Чай с пирожными они перешли пить в небольшую гостиную в конце галереи. Кэтрин заметила, что Доминику нездоровится. Он тер виски, переносицу.
— Ты не заболел, милорд? — спросила Кэтрин. Она замечала, каким голодным взглядом смотрел он на нее весь вечер, и сознание того, что он хочет ее, наполняло Кэтрин восторгом. Скоро, очень скоро он предложит ей разделить с ним постель.
— Голова гудит.
Кэтрин зашла за спинку дивана и принялась массировать Доминику затылок.
— Вы слишком напряжены, милорд, постарайтесь расслабиться, — сказала Кэтрин, осторожно разминая Доминику мышцы плеч.
Он опустил голову, затем откинулся на спинку дивана и закрыл глаза.
— Я-то знаю, что за лекарство мне поможет, — проговорил он, одарив ее таким взглядом, что любая бы на ее месте догадалась, что он имеет в виду. — Но…
— Но тебе еще нужно время, — закончила за него Кэтрин.
Доминик поймал ее руку и поднес к губам, затем повернулся к ней так, чтобы видеть ее глаза.
— Я знаю, ты меня не понимаешь, Кэтрин. Хотел бы я найти слова, чтобы объяснить тебе, что я чувствую, но не могу. Мне нужно еще время, Катрина.
Кэтрин поцеловала его в лоб.
— У нас впереди вся жизнь. По сравнению с теми годами, что мы проживем в любви, какие-то несколько дней — ничто.
Со вздохом, который был красноречивее слов, Доминик встал.

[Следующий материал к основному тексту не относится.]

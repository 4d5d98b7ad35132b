use std::process::Command;

use tokio::sync::mpsc::{unbounded_channel, UnboundedSender};

/// Spoken-reply playback through a host synthesizer (espeak-ng compatible).
/// Utterances go through a queue so replies never talk over each other.
pub struct Speaker {
    queue: UnboundedSender<String>,
}

impl Speaker {
    /// Probe the synthesizer and pick a voice. Returns `None` when the
    /// command isn't usable — speech output then silently disappears.
    pub fn detect(command: &str, preferred_voice: &str) -> Option<Self> {
        let output = Command::new(command).arg("--voices").output();
        let listing = match output {
            Ok(out) if out.status.success() => String::from_utf8_lossy(&out.stdout).into_owned(),
            _ => {
                log::info!("Speech output unavailable ({} not usable)", command);
                return None;
            }
        };

        let voice = pick_voice(&listing, preferred_voice);
        match voice {
            Some(ref v) => log::info!("Speech output via {} (voice {})", command, v),
            None => log::info!("Speech output via {} (default voice)", command),
        }

        let (tx, mut rx) = unbounded_channel::<String>();
        let command = command.to_string();
        tokio::spawn(async move {
            while let Some(text) = rx.recv().await {
                let mut cmd = tokio::process::Command::new(&command);
                if let Some(ref v) = voice {
                    cmd.arg("-v").arg(v);
                }
                cmd.arg(&text);
                match cmd.status().await {
                    Ok(status) if !status.success() => {
                        log::warn!("Synthesizer exited with {}", status)
                    }
                    Err(e) => log::warn!("Speech playback failed: {}", e),
                    _ => {}
                }
            }
        });

        Some(Self { queue: tx })
    }

    /// Queue one utterance. Failures are logged by the playback task.
    pub fn say(&self, text: &str) {
        let _ = self.queue.send(text.to_string());
    }
}

/// First listed voice whose name matches the preferred pattern,
/// case-insensitively; `None` means the platform default. Listing lines look
/// like "Pty Language Age/Gender VoiceName File Other Languages".
fn pick_voice(listing: &str, preferred: &str) -> Option<String> {
    if preferred.is_empty() {
        return None;
    }
    let needle = preferred.to_lowercase();
    listing
        .lines()
        .skip(1) // header
        .filter_map(|line| line.split_whitespace().nth(3))
        .find(|name| name.to_lowercase().contains(&needle))
        .map(|name| name.to_string())
}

— А пока все идет no-старому, если ты не против, я пойду лягу.
— Я тоже очень устала.
Они поднялись на второй этаж. Доминик поцеловал Кэтрин, пожелал ей спокойной ночи и ушел к себе.
Кэтрин надела белую хлопковую ночную рубашку, одну из тех, которые она носила последнее время. И уже откинула одеяло, когда вдруг ей пришла мысль, что у Доминика может быть бессонница. Накинув толстый махровый халат, Кэтрин достала из маленького шкафчика снотворный порошок и постучала к Доминику. Он откликнулся, и Кэтрин вошла. Доминик лежал на громадной постели обнаженный и лишь до пояса прикрытый простыней.
На тумбочке горела свеча, и на смуглой коже его играли золотистые блики. Мускулы на его груди напряглись, когда он повернулся к ней, и у Кэтрин отчего-то забилось сердце.
— Я… Прости, что побеспокоила, но я подумала, что, может быть, тебе надо помочь уснуть.
— Иди сюда, — попросил он нежно.
Кэтрин с трудом заставила себя подойти поближе и остановилась около кровати. Доминик, прищурившись, смотрел на ее халат, на кружево ночной сорочки, выглядывающее из выреза.
— Ты променяла свой зеленый шелковый пеньюар на это? — удивленно спросил Доминик.
— Я с удовольствием надену что-то другое… как только пожелаете, милорд.
— Я с нетерпением жду дня, когда твой зеленый халатик займет свое почетное место на полу рядом с нашей кроватью.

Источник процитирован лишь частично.